Task details: A verbatim copy of the whole listing is what is needed.

The records:

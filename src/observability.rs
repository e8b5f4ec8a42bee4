//! Logging initialization.
//!
//! The crate logs through `tracing`; binaries and tests opt into
//! console output with [`init_logging`].

use tracing_subscriber::EnvFilter;

/// Environment variable controlling the log filter.
pub const LOG_ENV_VAR: &str = "KGFORGE_LOG";

/// Installs a fmt subscriber filtered by `KGFORGE_LOG`, falling back to
/// `RUST_LOG`, then `info`.
///
/// Safe to call more than once; later calls are no-ops.
pub fn init_logging() {
    let filter = EnvFilter::try_from_env(LOG_ENV_VAR)
        .or_else(|_| EnvFilter::try_from_default_env())
        .unwrap_or_else(|_| EnvFilter::new("info"));

    let _ = tracing_subscriber::fmt()
        .with_env_filter(filter)
        .with_target(false)
        .try_init();
}
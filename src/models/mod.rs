//! Data model for knowledge graph construction.
//!
//! The canonical record is the [`Triple`]: a validated, immutable
//! `(head, relation, tail)` with an inference tag. Few-shot exemplars,
//! grounded extractions, and domain schemas live in [`example`].

pub mod example;
pub mod triple;

pub use example::{
    AugmentationExample, AugmentationInput, Component, DomainSchema, ExampleRecord, Extraction,
    ExtractionExample,
};
pub use triple::{InferenceType, RawTriple, Triple, dedupe_triples, triple_schema};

Answer area:
filename src/observability.rs
repository e8b5f4ec8a42bee4
//! Logging initialization.
//!
//! The crate logs through `tracing`; binaries and tests opt into
//! console output with [`init_logging`].

use tracing_subscriber::EnvFilter;

/// Environment variable controlling the log filter.
pub const LOG_ENV_VAR: &str = "KGFORGE_LOG";

/// Installs a fmt subscriber filtered by `KGFORGE_LOG`, falling back to
/// `RUST_LOG`, then `info`.
///
/// Safe to call more than once; later calls are no-ops.
pub fn init_logging() {
    let filter = EnvFilter::try_from_env(LOG_ENV_VAR)
        .or_else(|_| EnvFilter::try_from_default_env())
        .unwrap_or_else(|_| EnvFilter::new("info"));

    let _ = tracing_subscriber::fmt()
        .with_env_filter(filter)
        .with_target(false)
        .try_init();
}
filename src/models/mod.rs
//! Data model for knowledge graph construction.
//!
//! The canonical record is the [`Triple`]: a validated, immutable
//! `(head, relation, tail)` with an inference tag. Few-shot exemplars,
//! grounded extractions, and domain schemas live in [`example`].

pub mod example;
pub mod triple;

pub use example::{
    AugmentationExample, AugmentationInput, Component, DomainSchema, ExampleRecord, Extraction,
    ExtractionExample,
};
pub use triple::{InferenceType, RawTriple, Triple, dedupe_triples, triple_schema};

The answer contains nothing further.